Die Telefonseelsorge "Ruf und Rat" schult Ehrenamtliche. Ein Informationsabend ist am Donnerstag, 10. November, um 18 Uhr in Stuttgart.

Die katholische Telefonseelsorge Ruf und Rat in Stuttgart sucht ehrenamtliche Mitarbeiterinnen und Mitarbeiter. Interessierte können sich am Donnerstag, 10. November, von 18 bis 19.30 Uhr im Rupert-Mayer-Haus (Hospitalstraße 26) über die kostenlose einjährige Ausbildung informieren, die im März 2023 beginnt. Die Ausbildung ist Voraussetzung dafür, als Telefonseelsorger/in Dienst zu tun und Menschen in ihren Notlagen zu helfen.  

Einsamkeit, Depressionen und Ängste sind die häufigsten Themen, mit denen sich Menschen an die Telefonseelsorge wenden. Im Moment kommen der Ukrainekrieg, die Inflation und die damit verbundenen gestiegenen Preise hinzu. Bei der Telefonseelsorge Ruf und Rat finden Menschen mit all ihren Notlagen ein offenes Ohr, Tag und Nacht, an 365 Tagen im Jahr.

Möglich macht dies der Einsatz vieler Frauen und Männer, die ehrenamtlich Dienst am Telefon tun. Die Ehrenamtlichen hören zu, gehen auf die Anrufenden ein, verstehen ihre Nöte und müssen diese auch aushalten. Hierbei ist Einfühlungsvermögen, aber auch Abgrenzung nötig. "Nähe und Distanz müssen immer wieder ausbalanciert werden. Deshalb ist als Vorbereitung eine gute Ausbildung unabdingbar", sagt Bernd Müller, der stellvertretende Leiter der Telefonseelsorge Ruf und Rat in Stuttgart.

Nächste Ausbildung startet im März 2023

Die Ausbildung, die insgesamt rund 150 Stunden umfasst, beginnt im März 2023 und verteilt sich auf einzelne Wochenenden und regelmäßige Gruppenabende. Das Auftaktwochenende findet am Samstag und Sonntag, 25. und 26. März statt. Es schließen sich Gruppenabende jeweils an den Dienstagen an.
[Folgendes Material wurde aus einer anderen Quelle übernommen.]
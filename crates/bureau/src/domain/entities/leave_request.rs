//! LeaveRequest - Time off requested by an employee

use chrono::{DateTime, NaiveDate, Utc};
use serde::{Deserialize, Serialize};
use uuid::Uuid;

use super::entity::{Entity, Validate};
use crate::domain::config::DomainConfig;
use crate::domain::errors::DomainError;
use crate::domain::value_objects::{FieldValue, LeaveKind, LeaveStatus};

const ENTITY: &str = "LeaveRequest";

#[derive(Debug, Clone, PartialEq, Serialize, Deserialize)]
pub struct LeaveRequest {
    pub id: Uuid,
    pub employee_id: Uuid,
    pub kind: LeaveKind,
    /// First day off
    pub start_date: NaiveDate,
    /// Last day off, inclusive
    pub end_date: NaiveDate,
    pub reason: Option<String>,
    pub status: LeaveStatus,
    pub decided_by: Option<String>,
    pub decided_at: Option<DateTime<Utc>>,
    pub created_at: DateTime<Utc>,
    pub updated_at: DateTime<Utc>,
}

#[derive(Debug, Clone)]
pub struct NewLeaveRequest {
    pub employee_id: Uuid,
    pub kind: LeaveKind,
    pub start_date: NaiveDate,
    pub end_date: NaiveDate,
    pub reason: Option<String>,
}

/// Edits are only accepted while the request is pending
#[derive(Debug, Clone, Default)]
pub struct LeaveRequestPatch {
    pub kind: Option<LeaveKind>,
    pub start_date: Option<NaiveDate>,
    pub end_date: Option<NaiveDate>,
    pub reason: Option<Option<String>>,
}

/// Inclusive day count of a date range
pub fn leave_days(start: NaiveDate, end: NaiveDate) -> i64 {
    (end - start).num_days() + 1
}

pub fn validate_leave_range(
    start: NaiveDate,
    end: NaiveDate,
    config: &DomainConfig,
) -> Result<(), DomainError> {
    if end < start {
        return Err(DomainError::validation("end_date", "must not be before start_date"));
    }
    if leave_days(start, end) > config.max_leave_days {
        return Err(DomainError::validation(
            "end_date",
            format!("a single request may cover at most {} days", config.max_leave_days),
        ));
    }
    Ok(())
}

impl LeaveRequest {
    pub const BY_EMPLOYEE: &'static str = "employee";
    pub const BY_STATUS: &'static str = "status";

    pub fn days(&self) -> i64 {
        leave_days(self.start_date, self.end_date)
    }

    /// Whether `[start, end]` shares at least one day with this request
    pub fn overlaps(&self, start: NaiveDate, end: NaiveDate) -> bool {
        self.start_date <= end && start <= self.end_date
    }

    fn decide(
        &mut self,
        to: LeaveStatus,
        allowed_from: &[LeaveStatus],
        by: Option<String>,
        now: DateTime<Utc>,
    ) -> Result<(), DomainError> {
        if !allowed_from.contains(&self.status) {
            return Err(DomainError::invalid_transition(
                ENTITY,
                self.status,
                to,
                format!("request is already {}", self.status),
            ));
        }
        self.status = to;
        if by.is_some() {
            self.decided_by = by;
        }
        self.decided_at = Some(now);
        Ok(())
    }

    /// `pending -> approved`
    pub fn approve(&mut self, by: impl Into<String>, now: DateTime<Utc>) -> Result<(), DomainError> {
        self.decide(LeaveStatus::Approved, &[LeaveStatus::Pending], Some(by.into()), now)
    }

    /// `pending -> rejected`
    pub fn reject(&mut self, by: impl Into<String>, now: DateTime<Utc>) -> Result<(), DomainError> {
        self.decide(LeaveStatus::Rejected, &[LeaveStatus::Pending], Some(by.into()), now)
    }

    /// `pending | approved -> cancelled`
    pub fn cancel(&mut self, now: DateTime<Utc>) -> Result<(), DomainError> {
        self.decide(
            LeaveStatus::Cancelled,
            &[LeaveStatus::Pending, LeaveStatus::Approved],
            None,
            now,
        )
    }
}

impl Validate for NewLeaveRequest {
    fn validate(&self, config: &DomainConfig) -> Result<(), DomainError> {
        validate_leave_range(self.start_date, self.end_date, config)
    }
}

impl Validate for LeaveRequestPatch {
    fn validate(&self, config: &DomainConfig) -> Result<(), DomainError> {
        if let (Some(start), Some(end)) = (self.start_date, self.end_date) {
            validate_leave_range(start, end, config)?;
        }
        Ok(())
    }
}

impl Entity for LeaveRequest {
    const ENTITY_TYPE: &'static str = ENTITY;
    const FIELDS: &'static [&'static str] = &[
        "id",
        "employee_id",
        "kind",
        "start_date",
        "end_date",
        "days",
        "reason",
        "status",
        "decided_by",
        "created_at",
        "updated_at",
    ];
    const INDEXES: &'static [&'static str] = &[Self::BY_EMPLOYEE, Self::BY_STATUS];

    type Draft = NewLeaveRequest;
    type Patch = LeaveRequestPatch;

    fn from_draft(id: Uuid, now: DateTime<Utc>, draft: NewLeaveRequest) -> Self {
        Self {
            id,
            employee_id: draft.employee_id,
            kind: draft.kind,
            start_date: draft.start_date,
            end_date: draft.end_date,
            reason: draft.reason,
            status: LeaveStatus::Pending,
            decided_by: None,
            decided_at: None,
            created_at: now,
            updated_at: now,
        }
    }

    fn apply_patch(&mut self, patch: LeaveRequestPatch) {
        if let Some(kind) = patch.kind {
            self.kind = kind;
        }
        if let Some(start) = patch.start_date {
            self.start_date = start;
        }
        if let Some(end) = patch.end_date {
            self.end_date = end;
        }
        if let Some(reason) = patch.reason {
            self.reason = reason;
        }
    }

    fn id(&self) -> Uuid {
        self.id
    }

    fn created_at(&self) -> DateTime<Utc> {
        self.created_at
    }

    fn updated_at(&self) -> DateTime<Utc> {
        self.updated_at
    }

    fn set_timestamps(&mut self, created_at: DateTime<Utc>, updated_at: DateTime<Utc>) {
        self.created_at = created_at;
        self.updated_at = updated_at;
    }

    fn field(&self, name: &str) -> Option<FieldValue> {
        Some(match name {
            "id" => self.id.into(),
            "employee_id" => self.employee_id.into(),
            "kind" => self.kind.to_string().into(),
            "start_date" => self.start_date.into(),
            "end_date" => self.end_date.into(),
            "days" => self.days().into(),
            "reason" => self.reason.clone().into(),
            "status" => self.status.to_string().into(),
            "decided_by" => self.decided_by.clone().into(),
            "created_at" => self.created_at.into(),
            "updated_at" => self.updated_at.into(),
            _ => return None,
        })
    }

    fn index_keys(&self, index: &str) -> Vec<String> {
        match index {
            Self::BY_EMPLOYEE => vec![self.employee_id.to_string()],
            Self::BY_STATUS => vec![self.status.to_string()],
            _ => Vec::new(),
        }
    }
}

#[cfg(test)]
mod tests {
    use super::*;

    fn date(s: &str) -> NaiveDate {
        NaiveDate::parse_from_str(s, "%Y-%m-%d").unwrap()
    }

    fn request(start: &str, end: &str) -> LeaveRequest {
        LeaveRequest::from_draft(
            Uuid::from_u128(1),
            Utc::now(),
            NewLeaveRequest {
                employee_id: Uuid::from_u128(7),
                kind: LeaveKind::Annual,
                start_date: date(start),
                end_date: date(end),
                reason: None,
            },
        )
    }

    #[test]
    fn test_days_are_inclusive() {
        assert_eq!(request("2026-07-01", "2026-07-01").days(), 1);
        assert_eq!(request("2026-07-01", "2026-07-10").days(), 10);
    }

    #[test]
    fn test_range_validation() {
        let config = DomainConfig::default().with_max_leave_days(5);
        assert!(validate_leave_range(date("2026-07-02"), date("2026-07-01"), &config).is_err());
        assert!(validate_leave_range(date("2026-07-01"), date("2026-07-06"), &config).is_err());
        assert!(validate_leave_range(date("2026-07-01"), date("2026-07-05"), &config).is_ok());
    }

    #[test]
    fn test_overlap() {
        let req = request("2026-07-01", "2026-07-10");
        assert!(req.overlaps(date("2026-07-10"), date("2026-07-12")));
        assert!(!req.overlaps(date("2026-07-11"), date("2026-07-12")));
    }

    #[test]
    fn test_transitions() {
        let now = Utc::now();
        let mut req = request("2026-07-01", "2026-07-02");
        req.approve("manager@example.com", now).unwrap();
        assert_eq!(req.status, LeaveStatus::Approved);

        let err = req.reject("manager@example.com", now).unwrap_err();
        assert!(matches!(err, DomainError::InvalidTransition { .. }));
        assert_eq!(req.status, LeaveStatus::Approved);

        req.cancel(now).unwrap();
        assert_eq!(req.status, LeaveStatus::Cancelled);
        assert_eq!(req.decided_by.as_deref(), Some("manager@example.com"));
        assert!(req.cancel(now).is_err());
    }
}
"Durch Selbsterfahrung und zahlreiche Trainingseinheiten können die Ehrenamtlichen an Einfühlungsvermögen, Phantasie und innerer Beweglichkeit gewinnen und zwar für die Beratungstätigkeit am Telefon gleichermaßen wie für alle übrigen Lebens- und Beziehungsbereiche", so Bernd Müller. Ziel der Ausbildung ist, dass die Ehrenamtlichen einfühlend und wertschätzend kommunizieren. Während der Ausbildung lernen sie verschiedene Methoden kennen, um Gespräche entsprechend zu gestalten. Sie lernen auch, sich von einer Minute auf die andere auf ein neues Gegenüber einzustellen. Teil der Ausbildung sind auch Themen wie Angst, Depression, Trauer, Alter, Suizidalität und psychiatrische Krankheitsbilder.

Einblick in Ausbildung und Arbeit der Telefonseelsorge

Bei dem Informationsabend am 10. November erhalten Interessierte Einblick in die Ausbildung und die Arbeit der Telefonseelsorge. Weitere Informationen zur Ausbildung finden sich auf der Homepage von Ruf und Rat unter www.ruf-und-rat.de sowie und auf www.youtube.com unter Telefonseelsorge Ruf und Rat. Wer Interesse an einer Ausbildung hat, kann sich auch direkt bei Bernd Müller melden unter mueller@ruf-und-rat.de

In ganz Deutschland arbeiten rund 7500 Frauen und Männer ehrenamtlich an 104 Standorten für die Telefonseelsorge Ruf und Rat. In Stuttgart engagieren sich derzeit 65 Menschen bei der katholischen Telefonseelorge.